Data items:
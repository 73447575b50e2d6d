use std::error::Error;
use std::fmt::{self, Display, Formatter};

/// Source lines are counted from 1.
pub type LineNumber = u32;

#[derive(Debug, Clone, PartialEq, Eq)]
pub enum CompileError {
    Syntax {
        line: LineNumber,
        msg: String,
    },
    /// A token the compiler refuses, such as `++` or a keyword of
    /// full C which this dialect does not support.
    IllegalToken {
        line: LineNumber,
        token: String,
        msg: String,
    },
    /// A literal which does not fit in 64 bits.
    Overflow {
        line: LineNumber,
        literal: String,
        target: &'static str,
    },
    /// A preprocessor directive nobody has heard of.
    UndefinedStatement {
        line: LineNumber,
        directive: String,
    },
    Unimplemented {
        line: LineNumber,
        feature: String,
    },
    /// The compiler got into a state it should never reach; this is
    /// a bug in the compiler, not in the program being compiled.
    Internal {
        line: Option<LineNumber>,
        msg: String,
    },
}

impl CompileError {
    pub(crate) fn syntax<S: Into<String>>(line: LineNumber, msg: S) -> CompileError {
        CompileError::Syntax {
            line,
            msg: msg.into(),
        }
    }

    pub(crate) fn illegal_token<S: Into<String>>(
        line: LineNumber,
        token: &str,
        msg: S,
    ) -> CompileError {
        CompileError::IllegalToken {
            line,
            token: token.to_string(),
            msg: msg.into(),
        }
    }

    /// The line at which the problem was found, if known.
    #[must_use]
    pub fn line(&self) -> Option<LineNumber> {
        match self {
            CompileError::Syntax { line, .. }
            | CompileError::IllegalToken { line, .. }
            | CompileError::Overflow { line, .. }
            | CompileError::UndefinedStatement { line, .. }
            | CompileError::Unimplemented { line, .. } => Some(*line),
            CompileError::Internal { line, .. } => *line,
        }
    }
}

impl Display for CompileError {
    fn fmt(&self, f: &mut Formatter<'_>) -> Result<(), fmt::Error> {
        match self {
            CompileError::Syntax { line, msg } => {
                write!(f, "line {line}: syntax error: {msg}")
            }
            CompileError::IllegalToken { line, token, msg } => {
                write!(f, "line {line}: illegal token '{token}': {msg}")
            }
            CompileError::Overflow {
                line,
                literal,
                target,
            } => {
                write!(
                    f,
                    "line {line}: literal '{literal}' is too large for type {target}"
                )
            }
            CompileError::UndefinedStatement { line, directive } => {
                write!(f, "line {line}: unknown preprocessor directive '#{directive}'")
            }
            CompileError::Unimplemented { line, feature } => {
                write!(f, "line {line}: {feature} is not implemented")
            }
            CompileError::Internal {
                line: Some(line),
                msg,
            } => {
                write!(f, "line {line}: internal error: {msg}")
            }
            CompileError::Internal { line: None, msg } => {
                write!(f, "internal error: {msg}")
            }
        }
    }
}

impl Error for CompileError {}

/// Switches which change how source text is read.
#[derive(Debug, Clone, Copy, PartialEq, Eq)]
pub struct CompilerOptions {
    /// Accept the two-character spellings `<:` `:>` `<%` `%>` and `%:`.
    pub use_digraphs: bool,
    /// Replace `??=` and friends before anything else happens.
    pub use_trigraphs: bool,
    /// Reject keywords of full C that this dialect does not support.
    pub error_incompatibles: bool,
}

impl Default for CompilerOptions {
    fn default() -> CompilerOptions {
        CompilerOptions {
            use_digraphs: false,
            use_trigraphs: false,
            error_incompatibles: true,
        }
    }
}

## Activity:
Determine the number of lines in the data above that include the word "target", then answer with that number alone.

## Result of this exercise:
3